# What needs to be done
Report each line from the entries in which "AtomicUsize" can be found.

# Supplied information
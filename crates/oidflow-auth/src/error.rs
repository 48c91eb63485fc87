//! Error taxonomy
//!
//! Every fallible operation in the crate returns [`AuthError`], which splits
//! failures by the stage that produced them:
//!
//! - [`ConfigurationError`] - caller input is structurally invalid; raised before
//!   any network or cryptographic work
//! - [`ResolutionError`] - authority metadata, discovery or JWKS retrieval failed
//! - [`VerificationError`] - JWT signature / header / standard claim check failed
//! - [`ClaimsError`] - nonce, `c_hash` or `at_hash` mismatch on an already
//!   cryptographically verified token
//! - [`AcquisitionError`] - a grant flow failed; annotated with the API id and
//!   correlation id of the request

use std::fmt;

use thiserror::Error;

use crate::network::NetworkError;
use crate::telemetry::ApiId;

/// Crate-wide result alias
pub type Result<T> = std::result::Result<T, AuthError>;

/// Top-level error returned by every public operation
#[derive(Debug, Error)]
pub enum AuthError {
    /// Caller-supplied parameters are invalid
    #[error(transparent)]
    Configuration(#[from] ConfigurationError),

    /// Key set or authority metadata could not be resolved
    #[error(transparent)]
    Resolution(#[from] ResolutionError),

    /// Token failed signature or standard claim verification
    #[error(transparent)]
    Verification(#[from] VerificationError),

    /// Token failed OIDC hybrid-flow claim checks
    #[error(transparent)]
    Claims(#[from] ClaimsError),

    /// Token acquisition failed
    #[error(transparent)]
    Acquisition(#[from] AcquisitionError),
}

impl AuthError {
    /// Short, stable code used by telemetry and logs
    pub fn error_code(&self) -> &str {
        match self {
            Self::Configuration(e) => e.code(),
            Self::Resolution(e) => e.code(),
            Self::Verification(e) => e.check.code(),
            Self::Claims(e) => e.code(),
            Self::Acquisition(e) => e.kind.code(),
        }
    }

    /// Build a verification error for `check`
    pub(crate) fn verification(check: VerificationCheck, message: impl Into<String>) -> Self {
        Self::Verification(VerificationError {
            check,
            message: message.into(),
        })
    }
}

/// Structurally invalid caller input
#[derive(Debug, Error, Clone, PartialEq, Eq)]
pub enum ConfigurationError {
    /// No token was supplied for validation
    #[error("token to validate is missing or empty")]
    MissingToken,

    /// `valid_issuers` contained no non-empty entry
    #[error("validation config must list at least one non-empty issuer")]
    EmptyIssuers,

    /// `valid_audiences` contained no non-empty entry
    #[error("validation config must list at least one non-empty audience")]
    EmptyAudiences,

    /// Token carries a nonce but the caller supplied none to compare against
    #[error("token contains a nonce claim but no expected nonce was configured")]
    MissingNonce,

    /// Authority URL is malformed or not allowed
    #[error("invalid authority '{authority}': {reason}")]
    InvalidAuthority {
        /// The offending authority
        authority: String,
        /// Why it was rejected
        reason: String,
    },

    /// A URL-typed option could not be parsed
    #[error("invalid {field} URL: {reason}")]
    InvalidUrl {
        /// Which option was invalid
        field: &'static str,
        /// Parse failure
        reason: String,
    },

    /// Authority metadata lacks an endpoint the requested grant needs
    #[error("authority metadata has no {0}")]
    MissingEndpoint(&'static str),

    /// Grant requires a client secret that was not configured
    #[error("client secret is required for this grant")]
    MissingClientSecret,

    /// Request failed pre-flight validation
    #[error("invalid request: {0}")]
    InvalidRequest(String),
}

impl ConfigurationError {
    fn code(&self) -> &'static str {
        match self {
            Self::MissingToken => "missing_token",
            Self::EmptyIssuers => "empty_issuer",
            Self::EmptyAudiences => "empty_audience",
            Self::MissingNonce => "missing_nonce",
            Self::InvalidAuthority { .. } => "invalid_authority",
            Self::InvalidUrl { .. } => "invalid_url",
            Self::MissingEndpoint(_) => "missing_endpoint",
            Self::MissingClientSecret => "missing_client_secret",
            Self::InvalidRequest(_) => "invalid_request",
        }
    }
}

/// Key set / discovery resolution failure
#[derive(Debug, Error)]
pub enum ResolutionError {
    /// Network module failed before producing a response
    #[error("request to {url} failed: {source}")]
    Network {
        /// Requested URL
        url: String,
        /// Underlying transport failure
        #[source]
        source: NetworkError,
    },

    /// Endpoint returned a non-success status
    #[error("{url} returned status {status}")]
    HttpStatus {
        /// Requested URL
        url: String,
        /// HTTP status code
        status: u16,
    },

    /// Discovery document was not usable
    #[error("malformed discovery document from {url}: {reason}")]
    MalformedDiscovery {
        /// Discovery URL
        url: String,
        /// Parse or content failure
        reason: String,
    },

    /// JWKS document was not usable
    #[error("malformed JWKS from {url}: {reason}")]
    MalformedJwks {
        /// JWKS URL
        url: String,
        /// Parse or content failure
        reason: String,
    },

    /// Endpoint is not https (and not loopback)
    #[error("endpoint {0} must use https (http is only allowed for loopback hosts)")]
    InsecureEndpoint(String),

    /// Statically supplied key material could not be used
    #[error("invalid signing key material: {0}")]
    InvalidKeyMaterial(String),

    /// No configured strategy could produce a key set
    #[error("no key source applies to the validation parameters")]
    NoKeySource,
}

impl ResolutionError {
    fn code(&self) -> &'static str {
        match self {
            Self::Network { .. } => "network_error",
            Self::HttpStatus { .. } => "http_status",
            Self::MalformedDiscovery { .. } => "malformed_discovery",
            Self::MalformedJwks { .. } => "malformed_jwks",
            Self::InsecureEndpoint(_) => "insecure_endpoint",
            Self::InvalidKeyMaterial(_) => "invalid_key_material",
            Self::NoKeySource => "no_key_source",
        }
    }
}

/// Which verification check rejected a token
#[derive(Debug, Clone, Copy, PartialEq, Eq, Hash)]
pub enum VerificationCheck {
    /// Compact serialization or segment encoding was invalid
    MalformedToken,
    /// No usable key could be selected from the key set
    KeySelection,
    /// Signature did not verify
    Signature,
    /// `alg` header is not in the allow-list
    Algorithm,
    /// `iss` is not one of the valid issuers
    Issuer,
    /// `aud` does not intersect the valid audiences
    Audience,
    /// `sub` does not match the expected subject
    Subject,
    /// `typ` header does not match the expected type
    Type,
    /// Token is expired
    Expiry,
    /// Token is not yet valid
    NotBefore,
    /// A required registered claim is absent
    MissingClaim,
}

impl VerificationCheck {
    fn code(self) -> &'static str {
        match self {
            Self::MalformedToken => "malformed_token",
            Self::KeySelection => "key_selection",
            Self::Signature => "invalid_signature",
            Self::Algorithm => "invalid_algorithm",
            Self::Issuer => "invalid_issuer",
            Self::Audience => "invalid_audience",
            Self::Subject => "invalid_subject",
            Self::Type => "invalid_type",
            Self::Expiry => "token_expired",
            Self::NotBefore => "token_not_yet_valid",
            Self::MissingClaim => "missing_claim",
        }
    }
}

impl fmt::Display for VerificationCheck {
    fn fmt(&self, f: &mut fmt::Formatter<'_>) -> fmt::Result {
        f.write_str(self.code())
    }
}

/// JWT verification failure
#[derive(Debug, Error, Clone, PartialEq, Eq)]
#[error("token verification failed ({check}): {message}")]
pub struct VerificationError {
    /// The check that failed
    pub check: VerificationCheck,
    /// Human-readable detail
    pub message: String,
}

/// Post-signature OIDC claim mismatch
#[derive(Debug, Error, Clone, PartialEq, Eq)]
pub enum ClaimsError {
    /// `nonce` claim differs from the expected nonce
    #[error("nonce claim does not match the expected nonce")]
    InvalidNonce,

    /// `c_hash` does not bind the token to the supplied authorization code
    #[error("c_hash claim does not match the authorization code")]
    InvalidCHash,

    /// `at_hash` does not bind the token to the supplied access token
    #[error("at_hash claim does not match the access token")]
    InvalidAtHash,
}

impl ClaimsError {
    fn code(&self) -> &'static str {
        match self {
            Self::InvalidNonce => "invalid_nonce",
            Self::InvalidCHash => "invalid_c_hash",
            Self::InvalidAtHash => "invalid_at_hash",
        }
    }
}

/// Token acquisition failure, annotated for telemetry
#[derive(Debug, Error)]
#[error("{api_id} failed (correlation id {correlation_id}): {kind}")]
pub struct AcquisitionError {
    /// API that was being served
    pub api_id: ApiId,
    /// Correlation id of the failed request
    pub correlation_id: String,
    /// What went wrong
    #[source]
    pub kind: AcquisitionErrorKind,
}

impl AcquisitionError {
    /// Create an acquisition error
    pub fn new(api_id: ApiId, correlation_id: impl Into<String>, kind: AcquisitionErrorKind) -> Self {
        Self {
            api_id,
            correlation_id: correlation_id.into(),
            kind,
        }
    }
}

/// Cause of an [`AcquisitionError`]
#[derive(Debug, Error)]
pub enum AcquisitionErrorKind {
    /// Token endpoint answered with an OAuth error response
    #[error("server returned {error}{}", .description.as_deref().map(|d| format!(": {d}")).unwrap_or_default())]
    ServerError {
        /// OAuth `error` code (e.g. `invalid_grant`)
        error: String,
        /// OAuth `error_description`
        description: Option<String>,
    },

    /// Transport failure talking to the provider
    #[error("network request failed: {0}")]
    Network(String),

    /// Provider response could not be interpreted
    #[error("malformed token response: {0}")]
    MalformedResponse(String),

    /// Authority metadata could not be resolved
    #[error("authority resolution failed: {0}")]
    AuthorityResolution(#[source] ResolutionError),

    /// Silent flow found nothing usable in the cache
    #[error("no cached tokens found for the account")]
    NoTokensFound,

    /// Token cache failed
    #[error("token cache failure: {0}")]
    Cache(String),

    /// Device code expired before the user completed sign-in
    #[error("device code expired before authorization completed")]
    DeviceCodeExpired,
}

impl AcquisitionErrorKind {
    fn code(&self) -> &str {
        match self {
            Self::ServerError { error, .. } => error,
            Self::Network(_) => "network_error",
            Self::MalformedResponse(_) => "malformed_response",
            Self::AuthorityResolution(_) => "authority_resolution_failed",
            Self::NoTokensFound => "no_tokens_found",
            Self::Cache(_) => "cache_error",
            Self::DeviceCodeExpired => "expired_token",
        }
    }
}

--

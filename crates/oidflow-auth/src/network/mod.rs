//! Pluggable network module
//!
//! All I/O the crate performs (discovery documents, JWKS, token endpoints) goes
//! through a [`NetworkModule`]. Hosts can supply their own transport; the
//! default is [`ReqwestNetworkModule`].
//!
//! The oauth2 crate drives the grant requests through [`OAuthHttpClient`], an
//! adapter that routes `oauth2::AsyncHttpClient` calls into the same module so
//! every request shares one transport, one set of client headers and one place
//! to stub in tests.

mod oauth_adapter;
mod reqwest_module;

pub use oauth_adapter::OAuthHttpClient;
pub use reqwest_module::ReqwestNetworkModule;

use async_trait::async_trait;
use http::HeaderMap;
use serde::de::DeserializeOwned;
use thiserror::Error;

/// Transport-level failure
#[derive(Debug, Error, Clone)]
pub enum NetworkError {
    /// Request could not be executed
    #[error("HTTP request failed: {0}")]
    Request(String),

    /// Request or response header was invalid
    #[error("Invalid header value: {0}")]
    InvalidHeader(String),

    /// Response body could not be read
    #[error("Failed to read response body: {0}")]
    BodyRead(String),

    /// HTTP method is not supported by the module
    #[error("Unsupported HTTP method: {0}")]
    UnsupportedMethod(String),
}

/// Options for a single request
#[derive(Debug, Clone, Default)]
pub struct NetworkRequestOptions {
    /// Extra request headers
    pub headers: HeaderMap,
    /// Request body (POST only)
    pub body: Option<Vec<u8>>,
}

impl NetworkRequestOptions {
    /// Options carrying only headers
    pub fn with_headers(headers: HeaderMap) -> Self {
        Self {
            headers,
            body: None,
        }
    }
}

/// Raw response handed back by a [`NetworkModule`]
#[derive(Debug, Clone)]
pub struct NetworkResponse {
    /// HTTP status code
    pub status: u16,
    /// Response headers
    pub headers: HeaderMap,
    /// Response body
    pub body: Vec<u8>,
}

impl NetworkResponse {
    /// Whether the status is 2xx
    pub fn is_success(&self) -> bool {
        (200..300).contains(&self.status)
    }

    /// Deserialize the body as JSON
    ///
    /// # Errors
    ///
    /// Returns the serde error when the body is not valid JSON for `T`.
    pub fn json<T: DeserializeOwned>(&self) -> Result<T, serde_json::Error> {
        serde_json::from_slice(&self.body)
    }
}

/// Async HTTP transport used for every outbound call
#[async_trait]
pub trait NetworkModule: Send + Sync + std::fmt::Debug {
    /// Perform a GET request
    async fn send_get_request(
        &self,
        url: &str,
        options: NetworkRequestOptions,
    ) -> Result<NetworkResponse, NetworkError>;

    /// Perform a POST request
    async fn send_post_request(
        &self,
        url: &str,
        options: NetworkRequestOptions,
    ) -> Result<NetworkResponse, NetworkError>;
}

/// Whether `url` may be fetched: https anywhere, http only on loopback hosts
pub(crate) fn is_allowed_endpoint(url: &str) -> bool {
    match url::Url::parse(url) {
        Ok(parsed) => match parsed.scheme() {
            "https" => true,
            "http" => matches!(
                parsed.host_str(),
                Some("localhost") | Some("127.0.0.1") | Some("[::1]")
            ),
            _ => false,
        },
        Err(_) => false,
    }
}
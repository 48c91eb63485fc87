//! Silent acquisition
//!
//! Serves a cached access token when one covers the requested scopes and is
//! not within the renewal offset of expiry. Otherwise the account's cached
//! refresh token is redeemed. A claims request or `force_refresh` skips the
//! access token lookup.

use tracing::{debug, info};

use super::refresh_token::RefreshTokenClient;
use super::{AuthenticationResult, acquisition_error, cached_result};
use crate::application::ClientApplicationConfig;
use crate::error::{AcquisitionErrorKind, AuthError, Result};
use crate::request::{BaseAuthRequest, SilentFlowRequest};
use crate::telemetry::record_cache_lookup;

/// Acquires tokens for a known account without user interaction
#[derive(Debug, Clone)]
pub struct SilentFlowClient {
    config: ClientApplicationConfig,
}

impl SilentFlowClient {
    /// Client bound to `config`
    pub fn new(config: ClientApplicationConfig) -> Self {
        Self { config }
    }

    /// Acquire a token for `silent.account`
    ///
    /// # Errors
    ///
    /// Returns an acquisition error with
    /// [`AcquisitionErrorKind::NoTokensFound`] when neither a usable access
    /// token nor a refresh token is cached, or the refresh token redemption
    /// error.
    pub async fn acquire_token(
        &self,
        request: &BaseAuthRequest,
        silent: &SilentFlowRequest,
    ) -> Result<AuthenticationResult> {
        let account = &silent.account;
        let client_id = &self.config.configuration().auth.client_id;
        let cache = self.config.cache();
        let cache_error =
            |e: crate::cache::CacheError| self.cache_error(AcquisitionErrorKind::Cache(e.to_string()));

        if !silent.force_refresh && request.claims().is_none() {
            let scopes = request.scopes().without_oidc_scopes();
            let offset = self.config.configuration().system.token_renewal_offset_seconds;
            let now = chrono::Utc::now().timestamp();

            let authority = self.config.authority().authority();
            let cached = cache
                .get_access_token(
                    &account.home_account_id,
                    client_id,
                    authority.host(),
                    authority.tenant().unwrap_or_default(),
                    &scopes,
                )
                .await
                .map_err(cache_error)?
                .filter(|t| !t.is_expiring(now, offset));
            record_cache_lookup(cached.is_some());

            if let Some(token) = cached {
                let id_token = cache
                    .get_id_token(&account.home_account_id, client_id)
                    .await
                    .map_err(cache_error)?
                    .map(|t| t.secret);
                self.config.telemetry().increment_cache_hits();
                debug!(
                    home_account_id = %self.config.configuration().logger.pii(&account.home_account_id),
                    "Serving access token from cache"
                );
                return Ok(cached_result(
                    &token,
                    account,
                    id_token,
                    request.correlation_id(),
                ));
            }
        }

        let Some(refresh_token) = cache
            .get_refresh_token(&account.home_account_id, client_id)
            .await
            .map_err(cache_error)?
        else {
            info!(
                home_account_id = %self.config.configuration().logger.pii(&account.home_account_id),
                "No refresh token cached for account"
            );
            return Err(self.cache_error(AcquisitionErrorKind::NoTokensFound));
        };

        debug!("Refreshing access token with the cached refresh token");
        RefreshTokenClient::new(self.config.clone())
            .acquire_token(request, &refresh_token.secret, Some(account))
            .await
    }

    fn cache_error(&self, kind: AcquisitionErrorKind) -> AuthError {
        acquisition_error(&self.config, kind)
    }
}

* * *

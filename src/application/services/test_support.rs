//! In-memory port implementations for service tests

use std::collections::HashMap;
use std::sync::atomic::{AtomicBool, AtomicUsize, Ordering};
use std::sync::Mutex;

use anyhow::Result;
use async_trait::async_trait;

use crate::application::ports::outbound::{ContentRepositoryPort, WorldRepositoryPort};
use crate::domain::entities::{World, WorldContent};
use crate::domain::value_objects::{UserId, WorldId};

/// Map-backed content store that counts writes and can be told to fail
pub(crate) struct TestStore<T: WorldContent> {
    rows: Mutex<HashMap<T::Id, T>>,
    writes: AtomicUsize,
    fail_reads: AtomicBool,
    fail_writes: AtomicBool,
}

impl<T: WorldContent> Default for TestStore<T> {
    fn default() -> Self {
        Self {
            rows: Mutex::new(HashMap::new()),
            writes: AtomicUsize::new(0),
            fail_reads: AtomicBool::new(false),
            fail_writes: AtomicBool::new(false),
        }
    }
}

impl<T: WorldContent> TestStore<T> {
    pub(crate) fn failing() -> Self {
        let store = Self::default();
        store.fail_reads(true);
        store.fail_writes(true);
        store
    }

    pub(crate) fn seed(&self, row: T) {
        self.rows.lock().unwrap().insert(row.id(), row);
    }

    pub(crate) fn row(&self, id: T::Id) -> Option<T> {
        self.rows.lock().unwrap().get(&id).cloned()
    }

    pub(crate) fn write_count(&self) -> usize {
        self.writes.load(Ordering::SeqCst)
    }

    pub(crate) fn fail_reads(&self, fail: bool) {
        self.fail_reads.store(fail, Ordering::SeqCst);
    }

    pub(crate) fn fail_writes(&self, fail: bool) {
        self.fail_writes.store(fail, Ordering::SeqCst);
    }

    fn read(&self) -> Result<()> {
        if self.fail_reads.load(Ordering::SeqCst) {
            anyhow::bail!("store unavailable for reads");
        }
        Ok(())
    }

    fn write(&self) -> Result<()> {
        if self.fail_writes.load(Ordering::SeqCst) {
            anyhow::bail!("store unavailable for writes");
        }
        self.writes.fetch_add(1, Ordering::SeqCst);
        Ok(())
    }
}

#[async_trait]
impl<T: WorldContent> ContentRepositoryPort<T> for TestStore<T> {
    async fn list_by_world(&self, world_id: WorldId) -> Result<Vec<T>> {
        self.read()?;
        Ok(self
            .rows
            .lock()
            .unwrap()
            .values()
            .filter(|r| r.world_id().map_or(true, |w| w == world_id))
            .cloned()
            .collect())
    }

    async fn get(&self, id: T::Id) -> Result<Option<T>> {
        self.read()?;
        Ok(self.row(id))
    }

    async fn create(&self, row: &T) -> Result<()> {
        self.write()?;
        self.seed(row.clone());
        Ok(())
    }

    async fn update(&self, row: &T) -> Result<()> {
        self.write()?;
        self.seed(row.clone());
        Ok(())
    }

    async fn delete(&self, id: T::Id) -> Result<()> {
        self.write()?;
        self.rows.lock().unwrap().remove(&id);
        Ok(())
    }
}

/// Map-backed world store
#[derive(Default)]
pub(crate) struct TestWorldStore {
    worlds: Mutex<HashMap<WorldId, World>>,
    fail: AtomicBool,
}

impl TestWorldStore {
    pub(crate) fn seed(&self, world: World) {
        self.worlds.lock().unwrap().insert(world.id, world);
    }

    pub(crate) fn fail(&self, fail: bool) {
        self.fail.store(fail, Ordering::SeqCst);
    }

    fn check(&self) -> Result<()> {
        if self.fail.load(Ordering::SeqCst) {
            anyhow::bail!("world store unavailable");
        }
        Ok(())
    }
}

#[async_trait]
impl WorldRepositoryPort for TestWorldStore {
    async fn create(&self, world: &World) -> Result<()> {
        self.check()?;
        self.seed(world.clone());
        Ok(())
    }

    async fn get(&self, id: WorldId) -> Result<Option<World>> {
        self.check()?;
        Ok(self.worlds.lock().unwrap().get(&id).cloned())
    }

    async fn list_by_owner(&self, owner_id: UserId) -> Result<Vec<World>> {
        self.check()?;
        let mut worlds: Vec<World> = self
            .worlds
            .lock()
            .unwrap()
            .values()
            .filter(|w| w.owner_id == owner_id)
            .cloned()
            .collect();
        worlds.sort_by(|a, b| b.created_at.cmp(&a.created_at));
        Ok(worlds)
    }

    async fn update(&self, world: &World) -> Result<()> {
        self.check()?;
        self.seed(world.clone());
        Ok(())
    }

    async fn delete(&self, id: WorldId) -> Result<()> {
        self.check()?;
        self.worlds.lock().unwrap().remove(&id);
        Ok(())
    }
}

# Output
use std::sync::atomic::{AtomicBool, AtomicUsize, Ordering};
    writes: AtomicUsize,
            writes: AtomicUsize::new(0),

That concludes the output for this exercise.